__Data under study__.
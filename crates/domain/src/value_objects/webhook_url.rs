//! Webhook URL value object with validation

use std::fmt;

use serde::{Deserialize, Serialize};
use validator::Validate;

use crate::errors::DomainError;

/// A validated absolute webhook URL
#[derive(Debug, Clone, PartialEq, Eq, Hash, Serialize, Deserialize, Validate)]
pub struct WebhookUrl {
    #[validate(url)]
    value: String,
}

impl WebhookUrl {
    /// Create a new webhook URL, validating the format
    pub fn new(url: impl Into<String>) -> Result<Self, DomainError> {
        let value = url.into().trim().to_string();
        if value.is_empty() {
            return Err(DomainError::InvalidUrl("empty URL".to_string()));
        }

        let candidate = Self { value };
        candidate
            .validate()
            .map_err(|_| DomainError::InvalidUrl(candidate.value.clone()))?;

        Ok(candidate)
    }

    /// Get the URL as a string slice
    #[must_use]
    pub fn as_str(&self) -> &str {
        &self.value
    }

    /// Consume into the underlying string
    #[must_use]
    pub fn into_string(self) -> String {
        self.value
    }
}

impl fmt::Display for WebhookUrl {
    fn fmt(&self, f: &mut fmt::Formatter<'_>) -> fmt::Result {
        write!(f, "{}", self.value)
    }
}

impl TryFrom<&str> for WebhookUrl {
    type Error = DomainError;

    fn try_from(value: &str) -> Result<Self, Self::Error> {
        Self::new(value)
    }
}

#[cfg(test)]
mod tests {
    use super::*;

    #[test]
    fn accepts_http_and_https() {
        assert!(WebhookUrl::new("http://example.com/hook").is_ok());
        assert!(WebhookUrl::new("https://example.com:8443/a/b?c=d").is_ok());
    }

    #[test]
    fn trims_whitespace() {
        let url = WebhookUrl::new("  http://example.com/hook  ").unwrap();
        assert_eq!(url.as_str(), "http://example.com/hook");
    }

    #[test]
    fn rejects_empty() {
        assert!(WebhookUrl::new("").is_err());
        assert!(WebhookUrl::new("   ").is_err());
    }

    #[test]
    fn rejects_non_urls() {
        assert!(WebhookUrl::new("not a url").is_err());
        assert!(WebhookUrl::new("example.com/no-scheme").is_err());
    }

    #[test]
    fn display_matches_value() {
        let url = WebhookUrl::new("http://example.com/hook").unwrap();
        assert_eq!(url.to_string(), "http://example.com/hook");
    }
}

__Requirement__.
Which lines of the listing include the string "candidate"? Pull them out.

__Task output__.
        let candidate = Self { value };
        candidate
            .map_err(|_| DomainError::InvalidUrl(candidate.value.clone()))?;
        Ok(candidate)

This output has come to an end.